NB: Because 'validate' is also used for the meta studies (validation of some procedure), we will need to remove 'bad tags' later (just one of the many reasons why using 'validation' as a research method category is unwise...).

### The Tagging Rules

* The tagging rules are the result of an iterative-exploratory, interactive coding process undergone by a non-expert.
* The tags are designed to characterize the papers from different perspectives, but only insofar as the paper characteristics are represented verbally in the one-sentence paper summaries.
* The tagging system - what I call a **facet forest** - is a synthesis of
  - (semi-)official **practical RE bodies of knowledge** as contained in, e.g., the SWEBOK, ISO/IEC/IEEE Standards, IREB Certification Syllabi (e.g., CPRE Foundations)
  - **literature** containing advice on taxonomy-building in RE and SE or examples of RE taxonomies (including the attempt to structure the field in the context of the NaPiRE initiative), reviewed 'manually'
  - the 'semi-controlled' vocabulary used to formulate the **one-sentence summaries** for the RE-Pract survey
* The tagging rules, at this point, are most certainly overfitting the one-sentence summaries they were built to classify, and they are very likely over-inclusive; therefore, manual review should not only check the tags but also suggest amendments to the rules creating the tags.

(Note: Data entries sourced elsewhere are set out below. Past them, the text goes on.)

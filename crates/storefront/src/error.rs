//! Unified error handling with Sentry integration.
//!
//! Every handler returns `Result<T, AppError>`. Server-side failures are
//! captured to Sentry before the response is written; clients only ever see
//! a `{"error": "..."}` body with a fixed message.

use axum::{
    Json,
    http::StatusCode,
    response::{IntoResponse, Response},
};
use serde_json::json;
use thiserror::Error;
use tracing::debug;

use cartwheel_core::ProductId;

use crate::db::StoreError;
use crate::search::SearchError;
use crate::services::{AuthError, CartError, CatalogError, CheckoutError};

/// Application-level error type for the storefront.
#[derive(Debug, Error)]
pub enum AppError {
    /// No identity in the session.
    #[error("user not authenticated")]
    Unauthenticated,

    /// Admin secret missing or wrong.
    #[error("forbidden")]
    Forbidden,

    /// Missing or malformed request field.
    #[error("validation error: {0}")]
    Validation(String),

    /// Checkout attempted with no cart.
    #[error("no items in cart")]
    EmptyCart,

    #[error("product not found: {0}")]
    ProductNotFound(ProductId),

    /// Sign-in rejected.
    #[error("invalid credentials")]
    InvalidCredentials,

    /// Registration rejected (bad email, weak password, existing account).
    #[error("registration failed: {0}")]
    RegistrationFailed(String),

    /// The datastore or search index could not be reached.
    #[error("upstream unavailable: {0}")]
    Upstream(String),

    #[error("internal error: {0}")]
    Internal(String),
}

impl AppError {
    /// Map a sign-in failure. Anything the caller could have caused becomes
    /// [`AppError::InvalidCredentials`].
    #[must_use]
    pub fn from_sign_in(err: AuthError) -> Self {
        match err {
            AuthError::Store(e) => e.into(),
            AuthError::PasswordHash => Self::Internal(err.to_string()),
            other => {
                debug!(reason = %other, "Sign-in rejected");
                Self::InvalidCredentials
            }
        }
    }

    /// Map a registration failure.
    #[must_use]
    pub fn from_register(err: AuthError) -> Self {
        match err {
            AuthError::Store(e) => e.into(),
            AuthError::PasswordHash => Self::Internal(err.to_string()),
            other => Self::RegistrationFailed(other.to_string()),
        }
    }

    /// HTTP status for this error.
    #[must_use]
    pub const fn status(&self) -> StatusCode {
        match self {
            Self::Unauthenticated | Self::Forbidden => StatusCode::FORBIDDEN,
            Self::Validation(_)
            | Self::EmptyCart
            | Self::InvalidCredentials
            | Self::RegistrationFailed(_) => StatusCode::BAD_REQUEST,
            Self::ProductNotFound(_) => StatusCode::NOT_FOUND,
            Self::Upstream(_) => StatusCode::BAD_GATEWAY,
            Self::Internal(_) => StatusCode::INTERNAL_SERVER_ERROR,
        }
    }

    /// Client-facing message. Never includes internal details.
    #[must_use]
    pub fn message(&self) -> String {
        match self {
            Self::Unauthenticated | Self::Forbidden => "User not authenticated".to_string(),
            Self::Validation(msg) => msg.clone(),
            Self::EmptyCart => "No items in cart".to_string(),
            Self::ProductNotFound(_) => "Product not found".to_string(),
            Self::InvalidCredentials => "Wrong username/password".to_string(),
            Self::RegistrationFailed(_) => "Error in registration".to_string(),
            Self::Upstream(_) => "External service error".to_string(),
            Self::Internal(_) => "Internal server error".to_string(),
        }
    }
}

impl IntoResponse for AppError {
    fn into_response(self) -> Response {
        if matches!(self, Self::Upstream(_) | Self::Internal(_)) {
            let event_id = sentry::capture_error(&self);
            tracing::error!(
                error = %self,
                sentry_event_id = %event_id,
                "Request error"
            );
        }

        (self.status(), Json(json!({ "error": self.message() }))).into_response()
    }
}

impl From<StoreError> for AppError {
    fn from(err: StoreError) -> Self {
        match err {
            StoreError::Database(_) => Self::Upstream(err.to_string()),
            StoreError::DataCorruption(_) | StoreError::NotFound | StoreError::Conflict(_) => {
                Self::Internal(err.to_string())
            }
        }
    }
}

impl From<SearchError> for AppError {
    fn from(err: SearchError) -> Self {
        Self::Upstream(err.to_string())
    }
}

impl From<CatalogError> for AppError {
    fn from(err: CatalogError) -> Self {
        match err {
            CatalogError::ProductNotFound(id) => Self::ProductNotFound(id),
            CatalogError::Store(e) => e.into(),
            CatalogError::Search(e) => e.into(),
        }
    }
}

impl From<CartError> for AppError {
    fn from(err: CartError) -> Self {
        match err {
            CartError::Lookup(e) => e.into(),
            CartError::Session(e) => e.into(),
        }
    }
}

impl From<CheckoutError> for AppError {
    fn from(err: CheckoutError) -> Self {
        match err {
            CheckoutError::EmptyCart => Self::EmptyCart,
            CheckoutError::Store(e) => e.into(),
            CheckoutError::Session(e) => e.into(),
        }
    }
}

impl From<tower_sessions::session::Error> for AppError {
    fn from(err: tower_sessions::session::Error) -> Self {
        Self::Internal(format!("session: {err}"))
    }
}

/// Result type alias for `AppError`.
pub type Result<T> = std::result::Result<T, AppError>;

/// Set the Sentry user context after sign-in.
pub fn set_sentry_user(email: &str) {
    sentry::configure_scope(|scope| {
        scope.set_user(Some(sentry::User {
            email: Some(email.to_string()),
            ..Default::default()
        }));
    });
}

/// Clear the Sentry user context.
pub fn clear_sentry_user() {
    sentry::configure_scope(|scope| {
        scope.set_user(None);
    });
}

/// Add a breadcrumb for user actions.
///
/// # Example
///
/// ```rust,ignore
/// add_breadcrumb("cart", "Item added", Some(&[("product_id", "abc")]));
/// ```
pub fn add_breadcrumb(category: &str, message: &str, data: Option<&[(&str, &str)]>) {
    let mut breadcrumb = sentry::Breadcrumb {
        category: Some(category.to_string()),
        message: Some(message.to_string()),
        level: sentry::Level::Info,
        ..Default::default()
    };

    if let Some(pairs) = data {
        for (key, value) in pairs {
            breadcrumb.data.insert(
                (*key).to_string(),
                serde_json::Value::String((*value).to_string()),
            );
        }
    }

    sentry::add_breadcrumb(breadcrumb);
}
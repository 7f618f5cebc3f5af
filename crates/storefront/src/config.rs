//! Storefront configuration loaded from environment variables.
//!
//! # Environment Variables
//!
//! ## Required
//! - `STOREFRONT_DATABASE_URL` - `PostgreSQL` connection string (falls back to `DATABASE_URL`)
//! - `STOREFRONT_ADMIN_SECRET` - Shared key for admin catalog endpoints (high entropy)
//!
//! ## Optional
//! - `STOREFRONT_HOST` - Bind address (default: 127.0.0.1)
//! - `STOREFRONT_PORT` - Listen port (default: 3000)
//! - `STOREFRONT_BASE_URL` - Public URL (default: <http://localhost:3000>)
//! - `STOREFRONT_REBUILD_INDEX_ON_START` - Rebuild the search index at boot (default: true)
//! - `SENTRY_DSN` - Sentry error tracking DSN
//! - `SENTRY_ENVIRONMENT` - Sentry environment tag

use std::collections::HashMap;
use std::net::{IpAddr, SocketAddr};

use secrecy::{ExposeSecret, SecretString};
use thiserror::Error;

const MIN_ADMIN_SECRET_LENGTH: usize = 16;
const MIN_ENTROPY_BITS_PER_CHAR: f64 = 3.3;

/// Blocklist of common placeholder patterns (case-insensitive)
const PLACEHOLDER_PATTERNS: &[&str] = &[
    "your-",
    "changeme",
    "replace",
    "placeholder",
    "example",
    "password",
    "xxx",
    "todo",
    "fixme",
    "insert",
    "enter-",
    "put-your",
    "add-your",
];

/// Configuration errors that can occur during loading.
#[derive(Debug, Error)]
pub enum ConfigError {
    #[error("Missing environment variable: {0}")]
    MissingEnvVar(String),
    #[error("Invalid environment variable {0}: {1}")]
    InvalidEnvVar(String, String),
    #[error("Insecure secret in {0}: {1}")]
    InsecureSecret(String, String),
}

/// Storefront application configuration.
///
/// Implements `Debug` manually to redact secret fields.
#[derive(Clone)]
pub struct StorefrontConfig {
    /// `PostgreSQL` database connection URL (contains password)
    pub database_url: SecretString,
    /// IP address to bind the server to
    pub host: IpAddr,
    /// Port to listen on
    pub port: u16,
    /// Public base URL for the storefront
    pub base_url: String,
    /// Shared key expected as `secretKey` on admin endpoints
    pub admin_secret: SecretString,
    /// Rebuild the search index from the catalog at startup
    pub rebuild_index_on_start: bool,
    /// Sentry DSN for error tracking
    pub sentry_dsn: Option<String>,
    /// Sentry environment tag (e.g. "production")
    pub sentry_environment: Option<String>,
}

impl std::fmt::Debug for StorefrontConfig {
    fn fmt(&self, f: &mut std::fmt::Formatter<'_>) -> std::fmt::Result {
        f.debug_struct("StorefrontConfig")
            .field("database_url", &"[REDACTED]")
            .field("host", &self.host)
            .field("port", &self.port)
            .field("base_url", &self.base_url)
            .field("admin_secret", &"[REDACTED]")
            .field("rebuild_index_on_start", &self.rebuild_index_on_start)
            .field("sentry_dsn", &self.sentry_dsn)
            .field("sentry_environment", &self.sentry_environment)
            .finish()
    }
}

impl StorefrontConfig {
    /// Load configuration from environment variables.
    ///
    /// Calls `dotenvy::dotenv()` to load from `.env` file if present.
    ///
    /// # Errors
    ///
    /// Returns `ConfigError` if required variables are missing, invalid, or
    /// if secrets fail validation (placeholder detection, entropy check).
    pub fn from_env() -> Result<Self, ConfigError> {
        // Load .env file if present (ignore errors if not found)
        let _ = dotenvy::dotenv();

        let database_url = get_database_url("STOREFRONT_DATABASE_URL")?;
        let host = get_env_or_default("STOREFRONT_HOST", "127.0.0.1")
            .parse::<IpAddr>()
            .map_err(|e| {
                ConfigError::InvalidEnvVar("STOREFRONT_HOST".to_string(), e.to_string())
            })?;
        let port = get_env_or_default("STOREFRONT_PORT", "3000")
            .parse::<u16>()
            .map_err(|e| {
                ConfigError::InvalidEnvVar("STOREFRONT_PORT".to_string(), e.to_string())
            })?;
        let base_url = get_env_or_default("STOREFRONT_BASE_URL", "http://localhost:3000");

        let admin_secret = get_validated_secret("STOREFRONT_ADMIN_SECRET")?;
        validate_min_length(
            &admin_secret,
            MIN_ADMIN_SECRET_LENGTH,
            "STOREFRONT_ADMIN_SECRET",
        )?;

        let rebuild_index_on_start = parse_bool(
            "STOREFRONT_REBUILD_INDEX_ON_START",
            &get_env_or_default("STOREFRONT_REBUILD_INDEX_ON_START", "true"),
        )?;

        Ok(Self {
            database_url,
            host,
            port,
            base_url,
            admin_secret,
            rebuild_index_on_start,
            sentry_dsn: get_optional_env("SENTRY_DSN"),
            sentry_environment: get_optional_env("SENTRY_ENVIRONMENT"),
        })
    }

    /// Returns the socket address for binding the server.
    #[must_use]
    pub const fn socket_addr(&self) -> SocketAddr {
        SocketAddr::new(self.host, self.port)
    }

    /// Whether session cookies should carry the `Secure` flag.
    #[must_use]
    pub fn secure_cookies(&self) -> bool {
        self.base_url.starts_with("https://")
    }
}

// =============================================================================
// Helper Functions
// =============================================================================

/// Get a required environment variable.
fn get_required_env(key: &str) -> Result<String, ConfigError> {
    std::env::var(key).map_err(|_| ConfigError::MissingEnvVar(key.to_string()))
}

/// Get database URL with fallback to generic `DATABASE_URL`.
fn get_database_url(primary_key: &str) -> Result<SecretString, ConfigError> {
    if let Ok(value) = std::env::var(primary_key) {
        return Ok(SecretString::from(value));
    }
    if let Ok(value) = std::env::var("DATABASE_URL") {
        return Ok(SecretString::from(value));
    }
    Err(ConfigError::MissingEnvVar(primary_key.to_string()))
}

/// Get an optional environment variable. Empty values count as unset.
fn get_optional_env(key: &str) -> Option<String> {
    std::env::var(key).ok().filter(|v| !v.trim().is_empty())
}

/// Get an environment variable with a default value.
fn get_env_or_default(key: &str, default: &str) -> String {
    std::env::var(key).unwrap_or_else(|_| default.to_string())
}

fn parse_bool(key: &str, value: &str) -> Result<bool, ConfigError> {
    match value.trim().to_ascii_lowercase().as_str() {
        "1" | "true" | "yes" | "on" => Ok(true),
        "0" | "false" | "no" | "off" => Ok(false),
        other => Err(ConfigError::InvalidEnvVar(
            key.to_string(),
            format!("expected a boolean, got '{other}'"),
        )),
    }
}

/// Validate that a secret meets a minimum length.
fn validate_min_length(
    secret: &SecretString,
    min: usize,
    var_name: &str,
) -> Result<(), ConfigError> {
    let value = secret.expose_secret();
    if value.len() < min {
        return Err(ConfigError::InsecureSecret(
            var_name.to_string(),
            format!("must be at least {min} characters (got {})", value.len()),
        ));
    }
    Ok(())
}

/// Calculate Shannon entropy in bits per character.
fn shannon_entropy(s: &str) -> f64 {
    if s.is_empty() {
        return 0.0;
    }

    let mut freq: HashMap<char, usize> = HashMap::new();
    for c in s.chars() {
        *freq.entry(c).or_insert(0) += 1;
    }

    #[allow(clippy::cast_precision_loss)] // String length will never exceed f64 precision
    let len = s.len() as f64;
    freq.values()
        .map(|&count| {
            #[allow(clippy::cast_precision_loss)]
            let p = count as f64 / len;
            -p * p.log2()
        })
        .sum()
}

/// Validate that a secret is not a placeholder and has sufficient entropy.
fn validate_secret_strength(secret: &str, var_name: &str) -> Result<(), ConfigError> {
    let lower = secret.to_lowercase();

    for pattern in PLACEHOLDER_PATTERNS {
        if lower.contains(pattern) {
            return Err(ConfigError::InsecureSecret(
                var_name.to_string(),
                format!("appears to be a placeholder (contains '{pattern}')"),
            ));
        }
    }

    let entropy = shannon_entropy(secret);
    if entropy < MIN_ENTROPY_BITS_PER_CHAR {
        return Err(ConfigError::InsecureSecret(
            var_name.to_string(),
            format!(
                "entropy too low ({entropy:.2} bits/char, need >= {MIN_ENTROPY_BITS_PER_CHAR:.1}). Use a randomly generated secret."
            ),
        ));
    }

    Ok(())
}

/// Load and validate a secret from environment.
fn get_validated_secret(key: &str) -> Result<SecretString, ConfigError> {
    let value = get_required_env(key)?;
    validate_secret_strength(&value, key)?;
    Ok(SecretString::from(value))
}
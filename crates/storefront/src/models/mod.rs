//! Session-held state.

pub mod session;

pub use session::keys as session_keys;
//! In-memory store adapters.
//!
//! Same contracts as the `PostgreSQL` adapters, backed by vectors behind a
//! `tokio::sync::RwLock`. Used by unit tests and the integration-test harness.

use async_trait::async_trait;
use tokio::sync::RwLock;

use cartwheel_core::{
    Email, NewProduct, Order, OrderId, Product, ProductId, ProductSortKey, StoredOrder,
    UnixTimestamp,
};

use super::{CatalogStore, OrderStore, StoreError, generate_key};

/// In-memory [`CatalogStore`].
#[derive(Default)]
pub struct MemoryCatalogStore {
    products: RwLock<Vec<Product>>,
}

impl MemoryCatalogStore {
    #[must_use]
    pub fn new() -> Self {
        Self::default()
    }
}

#[async_trait]
impl CatalogStore for MemoryCatalogStore {
    async fn create(
        &self,
        product: &NewProduct,
        created_at: UnixTimestamp,
    ) -> Result<ProductId, StoreError> {
        let id = ProductId::new(generate_key());
        let record = product.clone().into_product(id.clone(), created_at);
        self.products.write().await.push(record);
        Ok(id)
    }

    async fn get(&self, id: &ProductId) -> Result<Option<Product>, StoreError> {
        let products = self.products.read().await;
        Ok(products.iter().find(|p| &p.id == id).cloned())
    }

    async fn list_all(&self) -> Result<Vec<Product>, StoreError> {
        Ok(self.products.read().await.clone())
    }

    async fn list_ordered_by(&self, key: ProductSortKey) -> Result<Vec<Product>, StoreError> {
        let mut products = self.products.read().await.clone();
        key.sort(&mut products);
        Ok(products)
    }
}

/// In-memory [`OrderStore`].
#[derive(Default)]
pub struct MemoryOrderStore {
    orders: RwLock<Vec<StoredOrder>>,
}

impl MemoryOrderStore {
    #[must_use]
    pub fn new() -> Self {
        Self::default()
    }

    /// Number of orders stored, across all customers.
    pub async fn len(&self) -> usize {
        self.orders.read().await.len()
    }

    pub async fn is_empty(&self) -> bool {
        self.orders.read().await.is_empty()
    }
}

#[async_trait]
impl OrderStore for MemoryOrderStore {
    async fn create(&self, order: &Order) -> Result<OrderId, StoreError> {
        let id = OrderId::new(generate_key());
        self.orders.write().await.push(StoredOrder {
            id: id.clone(),
            order: order.clone(),
        });
        Ok(id)
    }

    async fn list_for_email(&self, email: &Email) -> Result<Vec<StoredOrder>, StoreError> {
        let orders = self.orders.read().await;
        Ok(orders
            .iter()
            .filter(|o| &o.order.email == email)
            .cloned()
            .collect())
    }
}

#### By the phase in the requirements process

In [3]:
def assign_phase(summary):
    level_1 = ':phase'
    
    level_2 = [':elicitation', ':analysis', ':specification', ':evaluation', ':management']
    
    level_3 = {':elicitation': ['elicit', 'discover', 'brainstorm', 'identify\snew\sreq'], 
               ':analysis':    ['analy[sz]ing\srequirements', 'requirements\sanalysis', 'requirements\scategoriz',
                                'negotia', 'conflicting\sreq', '\srelations\s', 'interaction between requirements'], 
               ':specification': ['requirements?\sspec', 'specify'],
               ':evaluation':  ['verif', 'validat', 'esting.*?(?!hypothes)', 
                                'test\sstatus', 'requirements?\sreview', 'review.*?requirements'],
               ':management':  ['maint[ae]', '\sadapt', '[ -]reus[ei]', 'continuous', 
                                '\schange', 'recover', '\sevolution|\sevolv[ei]', 
                                'monitor', 'runtime', 'requirements?\smanage',
                               ]
               }
    
    return assign_tag(level_1, level_2, level_3, summary)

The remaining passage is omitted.